Using Fluent Meshing, this option allows the automatic reconstruction of a volumetric unstructured mesh, composed of tetrahedra and prisms, around the iced surface while preserving the other boundaries of the original mesh. A surface mesh is first obtained around the new iced surface using a wrapping approach. Then, a volumetric mesh is constructed around the wrapped surface. Therefore, when this option is selected, wrapping and remeshing parameters are available under the Remeshing submenu and control the surface mesh resolution and the mesh quality of the volumetric mesh around the iced surface. To activate remeshing with Fluent Meshing, click at the bottom of the Ice panel.
Note:
Wrapping and remeshing parameters set in the Remeshing submenu remained fixed when conducting multi-shot calculations.
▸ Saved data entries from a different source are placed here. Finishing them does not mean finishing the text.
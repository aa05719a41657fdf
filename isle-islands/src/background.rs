//! Null model of island scores on a randomly tagged genome.
//!
//! Under the null hypothesis, tags fall uniformly on the effective genome, so the
//! tag count of each window is Poisson with the genome-wide window average. Windows
//! are *eligible* when their count reaches the minimum window count, and an island
//! is a run of eligible windows separated by at most `gap / W` ineligible ones,
//! flanked by ineligible windows. [`PoissonBackground`] tabulates the expected number
//! of such random islands per (binned) score, which yields the score a real island
//! must reach to be expected fewer than `e_value` times by chance.

use log::debug;

use crate::poisson::poisson_pmf;
use crate::scoring::window_score;

/// Fewest window counts considered by the null model.
pub const MIN_WINDOW_COUNT_TABLE: u64 = 500;

/// Island scores above this are not tabulated.
pub const MAX_ISLAND_SCORE: f64 = 500.0;

/// Expectations below this are dropped from the table.
const NEGLIGIBLE_EXPECTATION: f64 = 1e-30;

/// Relative increment at which the island-length iteration stops.
const CONVERGENCE_TOLERANCE: f64 = 1e-12;

const MAX_ISLAND_WINDOWS: usize = 100_000;

///
/// The two quantities island calling needs from a background model.
///
pub trait BackgroundModel {
    /// Minimum tag count for a window to be eligible.
    fn min_window_count(&self) -> u32;

    /// Island score expected to be reached by at most `e_value` random islands.
    fn score_threshold(&self, e_value: f64) -> f64;
}

///
/// Background model with caller-supplied values.
///
#[derive(Debug, Clone, Copy, PartialEq)]
pub struct FixedBackground {
    pub min_window_count: u32,
    pub score_threshold: f64,
}

impl BackgroundModel for FixedBackground {
    fn min_window_count(&self) -> u32 {
        self.min_window_count
    }

    fn score_threshold(&self, _e_value: f64) -> f64 {
        self.score_threshold
    }
}

///
/// Poisson null model of random island scores.
///
#[derive(Debug, Clone)]
pub struct PoissonBackground {
    window_average: f64,
    bin_size: f64,
    min_window_count: u32,
    /// Expected number of random islands per score bin. Bin `b` covers score `b * bin_size`.
    island_expectation: Vec<f64>,
}

impl PoissonBackground {
    ///
    /// Build the model.
    ///
    /// # Arguments
    /// - total_tags: tags in the library
    /// - window_size: window width in bp
    /// - gap_size: gap tolerance in bp
    /// - window_pvalue: largest P(X >= min count) accepted for an eligible window
    /// - effective_genome_length: mappable genome length in bp
    /// - bin_size: score resolution of the expectation table
    ///
    pub fn new(
        total_tags: u64,
        window_size: u32,
        gap_size: u32,
        window_pvalue: f64,
        effective_genome_length: f64,
        bin_size: f64,
    ) -> Self {
        let window_average = if effective_genome_length > 0.0 {
            total_tags as f64 * window_size as f64 / effective_genome_length
        } else {
            0.0
        };

        let pmf: Vec<f64> = (0..window_count_limit(window_average))
            .map(|k| poisson_pmf(k, window_average))
            .collect();
        let min_window_count = minimum_count(&pmf, window_pvalue);

        let window_count = if window_size > 0 {
            (effective_genome_length / window_size as f64).floor()
        } else {
            0.0
        };
        let gap_windows = if window_size > 0 {
            gap_size / window_size
        } else {
            0
        };

        let island_expectation = tabulate_island_expectation(
            &pmf,
            min_window_count,
            window_average,
            window_count,
            gap_windows,
            bin_size,
        );

        debug!(
            "Background: window average {:.4}, minimum window count {}, {} score bins",
            window_average,
            min_window_count,
            island_expectation.len()
        );

        PoissonBackground {
            window_average,
            bin_size,
            min_window_count,
            island_expectation,
        }
    }

    /// Genome-wide average tags per window.
    pub fn window_average(&self) -> f64 {
        self.window_average
    }

    /// Expected number of random islands scoring at least `score`.
    pub fn expected_islands_above(&self, score: f64) -> f64 {
        let first = (score / self.bin_size).round().max(0.0) as usize;
        self.island_expectation.iter().skip(first).sum()
    }
}

impl BackgroundModel for PoissonBackground {
    fn min_window_count(&self) -> u32 {
        self.min_window_count
    }

    fn score_threshold(&self, e_value: f64) -> f64 {
        let mut cumulative = 0.0;
        let mut threshold_bin = self.island_expectation.len();
        for (bin, expectation) in self.island_expectation.iter().enumerate().rev() {
            if cumulative + expectation > e_value {
                break;
            }
            cumulative += expectation;
            threshold_bin = bin;
        }
        threshold_bin as f64 * self.bin_size
    }
}

///
/// Number of window counts tabulated for a window average: far enough past the
/// mean that the remaining tail is negligible.
///
pub fn window_count_limit(window_average: f64) -> u64 {
    let reach = (window_average + 20.0 * window_average.sqrt() + 50.0).ceil() as u64;
    reach.max(MIN_WINDOW_COUNT_TABLE)
}

///
/// Smallest `k` with P(X >= k) <= `window_pvalue`.
///
fn minimum_count(pmf: &[f64], window_pvalue: f64) -> u32 {
    let mut survival = 1.0;
    let mut k = 0usize;
    while survival > window_pvalue && k < pmf.len() {
        survival -= pmf[k];
        k += 1;
    }
    k as u32
}

///
/// Expected number of random islands per score bin.
///
/// Single-window islands are an eligible window between two ineligible ones. An
/// island of `n + 1` windows extends one of `n` windows by an eligible window that
/// follows at most `gap_windows` ineligible ones, which is a convolution with the
/// eligible-window score distribution scaled by the gap factor.
///
fn tabulate_island_expectation(
    pmf: &[f64],
    min_window_count: u32,
    window_average: f64,
    window_count: f64,
    gap_windows: u32,
    bin_size: f64,
) -> Vec<f64> {
    let bins = (MAX_ISLAND_SCORE / bin_size).ceil() as usize + 1;

    // sparse distribution of eligible window scores: (bin, probability)
    let mut kernel: Vec<(usize, f64)> = Vec::new();
    for (k, &probability) in pmf.iter().enumerate().skip(min_window_count as usize) {
        if probability < NEGLIGIBLE_EXPECTATION {
            continue;
        }
        let score = window_score(k as u32, window_average);
        if score <= 0.0 {
            continue;
        }
        let bin = (score / bin_size).round() as usize;
        if bin < bins {
            kernel.push((bin, probability));
        }
    }

    kernel.sort_by_key(|&(bin, _)| bin);

    let mut expectation = vec![0.0; bins];
    if kernel.is_empty() {
        return expectation;
    }

    let ineligible = pmf
        .iter()
        .take(min_window_count as usize)
        .sum::<f64>()
        .min(1.0);
    let boundary = ineligible * ineligible;
    let gap_factor: f64 = (0..=gap_windows).map(|j| ineligible.powi(j as i32)).sum();

    let mut current = vec![0.0; bins];
    for &(bin, probability) in &kernel {
        current[bin] += window_count * boundary * probability;
    }

    let mut total = 0.0;
    for _ in 0..MAX_ISLAND_WINDOWS {
        let added: f64 = current.iter().sum();
        for (slot, value) in expectation.iter_mut().zip(current.iter()) {
            *slot += value;
        }
        total += added;
        if added < NEGLIGIBLE_EXPECTATION || added <= total * CONVERGENCE_TOLERANCE {
            break;
        }

        let mut next = vec![0.0; bins];
        for (bin, &value) in current.iter().enumerate() {
            if value < NEGLIGIBLE_EXPECTATION {
                continue;
            }
            for &(offset, probability) in &kernel {
                let target = bin + offset;
                if target >= bins {
                    break;
                }
                next[target] += value * probability * gap_factor;
            }
        }
        current = next;
    }

    expectation
}

#[cfg(test)]
mod tests {
    use super::*;
    use crate::poisson::poisson_upper_tail;

    use rstest::*;

    #[rstest]
    fn test_fixed_background() {
        let background = FixedBackground {
            min_window_count: 3,
            score_threshold: 42.0,
        };
        assert_eq!(background.min_window_count(), 3);
        assert_eq!(background.score_threshold(1.0), 42.0);
        assert_eq!(background.score_threshold(1e6), 42.0);
    }

    #[rstest]
    #[case(0.5)]
    #[case(1.3)]
    #[case(4.0)]
    fn test_minimum_count_is_smallest_passing_count(#[case] average: f64) {
        let pmf: Vec<f64> = (0..window_count_limit(average))
            .map(|k| poisson_pmf(k, average))
            .collect();
        let min = minimum_count(&pmf, 0.2) as u64;

        assert!(poisson_upper_tail(min, average) <= 0.2 + 1e-12);
        assert!(poisson_upper_tail(min - 1, average) > 0.2);
    }

    #[rstest]
    fn test_high_window_average() {
        // 3e8 tags in 5kb windows on 2.3e9 bp: about 652 tags per window
        let background = PoissonBackground::new(300_000_000, 5000, 15_000, 0.2, 2.3e9, 0.1);
        let average = background.window_average();
        let min = background.min_window_count() as u64;

        assert!(min as f64 > average);
        assert!(poisson_upper_tail(min, average) <= 0.2 + 1e-12);
        assert!(poisson_upper_tail(min - 1, average) > 0.2);
        assert!(background.score_threshold(1000.0) > 0.0);
    }

    #[rstest]
    #[case(0.4, 500)]
    #[case(652.0, 1213)]
    fn test_window_count_limit(#[case] average: f64, #[case] expected: u64) {
        assert_eq!(window_count_limit(average), expected);
    }

    #[fixture]
    fn background() -> PoissonBackground {
        // 2e5 tags on a 1e8 bp effective genome: 0.4 tags per 200bp window
        PoissonBackground::new(200_000, 200, 600, 0.2, 1e8, 0.01)
    }

    #[rstest]
    fn test_window_average(background: PoissonBackground) {
        assert!((background.window_average() - 0.4).abs() < 1e-12);
        assert_eq!(background.min_window_count(), 2);
    }

    #[rstest]
    fn test_threshold_decreases_with_e_value(background: PoissonBackground) {
        let strict = background.score_threshold(1.0);
        let lenient = background.score_threshold(1000.0);
        assert!(strict > lenient, "{} <= {}", strict, lenient);
        assert!(lenient > 0.0);
    }

    #[rstest]
    fn test_threshold_meets_e_value(background: PoissonBackground) {
        for e_value in [1.0, 10.0, 100.0, 1000.0] {
            let threshold = background.score_threshold(e_value);
            assert!(background.expected_islands_above(threshold) <= e_value * (1.0 + 1e-9));
            // one bin lower admits more than e_value islands
            assert!(background.expected_islands_above(threshold - 0.01) > e_value);
        }
    }

    #[rstest]
    fn test_empty_library() {
        let background = PoissonBackground::new(0, 200, 600, 0.2, 1e6, 0.01);
        assert_eq!(background.min_window_count(), 1);
        assert_eq!(background.score_threshold(1.0), 0.0);
    }
}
As ice builds up, the mesh size at each shot increases and more computing time and memory is required to solve the airflow, particle, and ice solvers. Special attention should be given to these meshing parameters to obtain cost-effective multi-shot solutions at each shot. To take into account the increase in computing cost per shot, one could gradually increase the number of cores per shot. This can be done by stopping and restarting your multi-shot calculations. Refer to Multi-Shot. Alternatively, one could start a multi-shot simulation with a larger number of cores than would be typically required. Furthermore, different airflow solvers may require different mesh settings to produce mesh independent results, and these settings can be case specific. Therefore, restarting multi-shot calculations will also allow you to tailor the convergence settings of the airflow and droplet solvers to improve the quality and the precision of the overall multi-shot simulation.
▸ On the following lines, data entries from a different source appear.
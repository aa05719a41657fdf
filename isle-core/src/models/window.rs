use std::fmt::{self, Display};

use crate::models::span::GenomicSpan;

///
/// Fixed-width genomic bin with the number of tags that landed in it.
///
/// `end` is inclusive: a 200bp window starting at 0 ends at 199.
///
#[derive(Eq, PartialEq, Hash, Debug, Clone)]
pub struct Window {
    pub chrom: String,
    pub start: u32,
    pub end: u32,
    pub count: u32,
}

///
/// A window that passed the minimum count filter, together with its enrichment
/// score `-ln P(X = count)`.
///
#[derive(PartialEq, Debug, Clone)]
pub struct ScoredWindow {
    pub window: Window,
    pub score: f64,
}

impl GenomicSpan for Window {
    fn chrom(&self) -> &str {
        &self.chrom
    }

    fn start(&self) -> u32 {
        self.start
    }

    fn end(&self) -> u32 {
        self.end
    }
}

impl GenomicSpan for ScoredWindow {
    fn chrom(&self) -> &str {
        &self.window.chrom
    }

    fn start(&self) -> u32 {
        self.window.start
    }

    fn end(&self) -> u32 {
        self.window.end
    }
}

impl Display for Window {
    fn fmt(&self, f: &mut fmt::Formatter<'_>) -> fmt::Result {
        write!(f, "{}\t{}\t{}\t{}", self.chrom, self.start, self.end, self.count)
    }
}

impl Display for ScoredWindow {
    fn fmt(&self, f: &mut fmt::Formatter<'_>) -> fmt::Result {
        write!(f, "{}\t{}", self.window, self.score)
    }
}
pub mod island;
pub mod read;
pub mod span;
pub mod window;

// re-export for cleaner imports
pub use self::island::{AnnotatedIsland, DifferentialIsland, Island, UnionIsland};
pub use self::read::{Read, Strand};
pub use self::span::GenomicSpan;
pub use self::window::{ScoredWindow, Window};
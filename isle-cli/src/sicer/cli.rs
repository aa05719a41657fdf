use clap::{Arg, Command, arg};

use crate::params::sicer_param_args;

pub const SICER_CMD: &str = "sicer";
pub const DEFAULT_OUTPUT_DIR: &str = ".";

pub fn create_sicer_cli() -> Command {
    Command::new(SICER_CMD)
        .author("Databio")
        .about("Call enriched islands in a ChIP-seq library, optionally against a control library.")
        .arg(
            Arg::new("treatment")
                .long("treatment")
                .short('t')
                .required(true)
                .help("Treatment reads in BED6 format (plain or gzipped)"),
        )
        .arg(
            Arg::new("control")
                .long("control")
                .short('c')
                .help("Control reads in BED6 format (plain or gzipped)"),
        )
        .arg(arg!(--"chrom-sizes" <chromsizes> "Two-column chrom.sizes file of the reference genome").required(true))
        .arg(
            Arg::new("output-dir")
                .long("output-dir")
                .short('o')
                .default_value(DEFAULT_OUTPUT_DIR)
                .help("Directory the output files are written to"),
        )
        .args(sicer_param_args())
}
Walls should be separated into different zones at corners or joints. Doing so will ensure that sharp edges of the geometrical model will be preserved after wrapping. For example, if the tip cap of a wing is placed in the same boundary family as the rest of the wing, the corners will be smoothed during the wrapping operation, which should be avoided.
The Remeshing submenu is visible when is selected in the Mesh submenu. This submenu allows the set-up of the wrapping and meshing parameters to generate the mesh around the iced surface. Fluent Meshing performs three main steps, surface meshing, volume meshing, and 2.5D extrusion (optional), during mesh generation. The list below links each Fluent Meshing parameter to one of these steps.
Surface Meshing
Material Point
Global Sizing - Min/Max and Growth Rate)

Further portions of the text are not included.